Read from multiple devices at the same time. Each device gets its own connection and the reads run concurrently.

import asyncio
from pymodbus.client import AsyncModbusTcpClient

async def read_device(host, slave):
    async with AsyncModbusTcpClient(host) as client:
        result = await client.read_holding_registers(0, 10, slave)
        return host, result.registers if not result.isError() else None

async def read_multiple_devices():
    devices = [
        ('192.168.1.10', 1),
        ('192.168.1.11', 1),
        ('192.168.1.12', 1),
    ]

    tasks = [read_device(host, slave) for host, slave in devices]
    results = await asyncio.gather(*tasks)

    for host, data in results:
        print(f"{host}: {data}")

    return results

asyncio.run(read_multiple_devices())

Async Serial RTU

Async works with serial connections too. Useful when polling multiple slaves on the same bus.

import asyncio
from pymodbus.client import AsyncModbusSerialClient

async def async_rtu_example():
    client = AsyncModbusSerialClient(
        port='/dev/ttyUSB0',
        baudrate=9600,
        timeout=1
    )
    await client.connect()

    for slave_id in range(1, 5):
        result = await client.read_holding_registers(0, 10, slave=slave_id)
        if not result.isError():
            print(f"Slave {slave_id}: {result.registers}")

    client.close()

asyncio.run(async_rtu_example())

Async Context Manager

The AsyncModbusTcpClient context manager handles connect and close for you. Prefer this pattern to avoid leaked connections.

import asyncio
from pymodbus.client import AsyncModbusTcpClient

async def safe_read(host, address, count):
    async with AsyncModbusTcpClient(host, timeout=5) as client:
        result = await client.read_holding_registers(address, count)
        if not result.isError():
            return result.registers
    return None

asyncio.run(safe_read('192.168.1.100', 0, 10))

Retry with Timeout

Combine asyncio.wait_for with a retry loop for unreliable connections.

import asyncio
from pymodbus.client import AsyncModbusTcpClient

async def read_with_retry(host, address, count, max_retries=3):
    for attempt in range(max_retries):
        try:
            async with AsyncModbusTcpClient(host, timeout=5) as client:
                result = await asyncio.wait_for(
                    client.read_holding_registers(address, count),
                    timeout=3.0
                )
                if not result.isError():
                    return result.registers
                print(f"Attempt {attempt + 1} error: {result}")

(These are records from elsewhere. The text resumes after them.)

//! Anonymous sealed boxes.
//!
//! A sealed box lets anyone who knows a recipient's X25519 public key send
//! it a confidential, integrity-protected message without revealing who sent
//! it. A fresh ephemeral keypair is generated per message and its public half
//! travels in front of the ciphertext:
//!
//! ```text
//! +------------------------+--------------------------+-------------+
//! | Ephemeral public (32B) | Ciphertext (len(msg))    | Tag (16B)   |
//! +------------------------+--------------------------+-------------+
//! ```
//!
//! The AEAD key is derived from the ephemeral DH output and both public keys;
//! the nonce is a hash of the two public keys. Since the ephemeral key is
//! never reused, neither is the (key, nonce) pair.

use crate::CryptoError;
use crate::aead::{AeadKey, NONCE_SIZE, Nonce, TAG_SIZE};
use crate::hash::{Kdf, hash_parts};
use crate::x25519::{PrivateKey, PublicKey};
use rand_core::OsRng;

/// Bytes a sealed box adds on top of its plaintext.
pub const SEAL_OVERHEAD: usize = 32 + TAG_SIZE;

const SEAL_KDF: Kdf = Kdf::new("kindred 2024-06 sealed box key v1");

fn seal_key(dh: &[u8; 32], ephemeral: &PublicKey, recipient: &PublicKey) -> AeadKey {
    AeadKey::new(SEAL_KDF.derive_key_parts(&[dh, ephemeral.as_bytes(), recipient.as_bytes()]))
}

fn seal_nonce(ephemeral: &PublicKey, recipient: &PublicKey) -> Nonce {
    let digest = hash_parts(&[ephemeral.as_bytes(), recipient.as_bytes()]);
    let mut bytes = [0u8; NONCE_SIZE];
    bytes.copy_from_slice(&digest[..NONCE_SIZE]);
    Nonce::from_bytes(bytes)
}

/// Encrypt `message` so that only the holder of `recipient`'s secret key can read it.
///
/// # Errors
///
/// Returns [`CryptoError::InvalidPublicKey`] if `recipient` is a low-order
/// point, or [`CryptoError::EncryptionFailed`] if AEAD encryption fails.
pub fn seal(message: &[u8], recipient: &PublicKey) -> Result<Vec<u8>, CryptoError> {
    let ephemeral = PrivateKey::generate(&mut OsRng);
    let ephemeral_public = ephemeral.public_key();
    let dh = ephemeral.exchange(recipient)?;

    let key = seal_key(dh.as_bytes(), &ephemeral_public, recipient);
    let nonce = seal_nonce(&ephemeral_public, recipient);
    let ciphertext = key.encrypt(&nonce, message, b"")?;

    let mut sealed = Vec::with_capacity(SEAL_OVERHEAD + message.len());
    sealed.extend_from_slice(ephemeral_public.as_bytes());
    sealed.extend_from_slice(&ciphertext);
    Ok(sealed)
}

/// Open a sealed box addressed to `recipient`.
///
/// # Errors
///
/// Returns [`CryptoError::MessageTooShort`] if the input is shorter than
/// [`SEAL_OVERHEAD`], [`CryptoError::InvalidPublicKey`] for a low-order
/// ephemeral key, and [`CryptoError::DecryptionFailed`] for anything that
/// does not authenticate.
pub fn open(sealed: &[u8], recipient: &PrivateKey) -> Result<Vec<u8>, CryptoError> {
    if sealed.len() < SEAL_OVERHEAD {
        return Err(CryptoError::MessageTooShort {
            minimum: SEAL_OVERHEAD,
            actual: sealed.len(),
        });
    }

    let (ephemeral_bytes, ciphertext) = sealed.split_at(32);
    let mut ephemeral = [0u8; 32];
    ephemeral.copy_from_slice(ephemeral_bytes);
    let ephemeral_public = PublicKey::from_bytes(ephemeral);

    let recipient_public = recipient.public_key();
    let dh = recipient.exchange(&ephemeral_public)?;

    let key = seal_key(dh.as_bytes(), &ephemeral_public, &recipient_public);
    let nonce = seal_nonce(&ephemeral_public, &recipient_public);
    key.decrypt(&nonce, ciphertext, b"")
}

#[cfg(test)]
mod tests {
    use super::*;

    #[test]
    fn test_seal_open() {
        let recipient = PrivateKey::generate(&mut OsRng);
        let sealed = seal(b"identity key bytes", &recipient.public_key()).unwrap();

        assert_eq!(sealed.len(), SEAL_OVERHEAD + 18);
        assert_eq!(open(&sealed, &recipient).unwrap(), b"identity key bytes");
    }

    #[test]
    fn test_seal_is_randomized() {
        let recipient = PrivateKey::generate(&mut OsRng).public_key();
        let a = seal(b"same", &recipient).unwrap();
        let b = seal(b"same", &recipient).unwrap();

        assert_ne!(a, b);
    }

    #[test]
    fn test_open_with_wrong_key_fails() {
        let recipient = PrivateKey::generate(&mut OsRng);
        let stranger = PrivateKey::generate(&mut OsRng);
        let sealed = seal(b"secret", &recipient.public_key()).unwrap();

        assert_eq!(
            open(&sealed, &stranger).unwrap_err(),
            CryptoError::DecryptionFailed
        );
    }

    #[test]
    fn test_open_rejects_every_flipped_bit() {
        let recipient = PrivateKey::generate(&mut OsRng);
        let sealed = seal(&[5u8; 32], &recipient.public_key()).unwrap();

        for byte in 0..sealed.len() {
            for bit in 0..8 {
                let mut tampered = sealed.clone();
                tampered[byte] ^= 1 << bit;
                assert!(open(&tampered, &recipient).is_err(), "byte {byte} bit {bit}");
            }
        }
    }

    #[test]
    fn test_open_short_input() {
        let recipient = PrivateKey::generate(&mut OsRng);
        assert_eq!(
            open(&[0u8; SEAL_OVERHEAD - 1], &recipient).unwrap_err(),
            CryptoError::MessageTooShort {
                minimum: SEAL_OVERHEAD,
                actual: SEAL_OVERHEAD - 1,
            }
        );
    }

    #[test]
    fn test_empty_message() {
        let recipient = PrivateKey::generate(&mut OsRng);
        let sealed = seal(b"", &recipient.public_key()).unwrap();

        assert_eq!(sealed.len(), SEAL_OVERHEAD);
        assert!(open(&sealed, &recipient).unwrap().is_empty());
    }
}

        except asyncio.TimeoutError:
            print(f"Attempt {attempt + 1} timeout")
        except Exception as e:
            print(f"Attempt {attempt + 1} exception: {e}")

        if attempt < max_retries - 1:
            await asyncio.sleep(1)

    return None

Performance Comparison

Async shines when you're reading from multiple devices or making many requests through a single connection.

import asyncio
import time
from pymodbus.client import AsyncModbusTcpClient, ModbusTcpClient

async def benchmark_async(host, num_requests=100):
    start = time.time()
    async with AsyncModbusTcpClient(host) as client:
        tasks = [
            client.read_holding_registers(0, 10)
            for _ in range(num_requests)
        ]
        results = await asyncio.gather(*tasks)
    elapsed = time.time() - start
    successful = sum(1 for r in results if not r.isError())
    print(f"Async: {num_requests} requests in {elapsed:.2f}s ({num_requests/elapsed:.1f} req/s, {successful} ok)")

def benchmark_sync(host, num_requests=100):
    start = time.time()
    client = ModbusTcpClient(host)
    client.connect()
    successful = 0
    for _ in range(num_requests):
        result = client.read_holding_registers(0, 10)
        if not result.isError():
            successful += 1
    client.close()
    elapsed = time.time() - start
    print(f"Sync:  {num_requests} requests in {elapsed:.2f}s ({num_requests/elapsed:.1f} req/s, {successful} ok)")

asyncio.run(benchmark_async('192.168.1.100'))
benchmark_sync('192.168.1.100')

Async is most useful when polling multiple devices, reading at high frequency, or integrating Modbus into an async application (web server, event loop).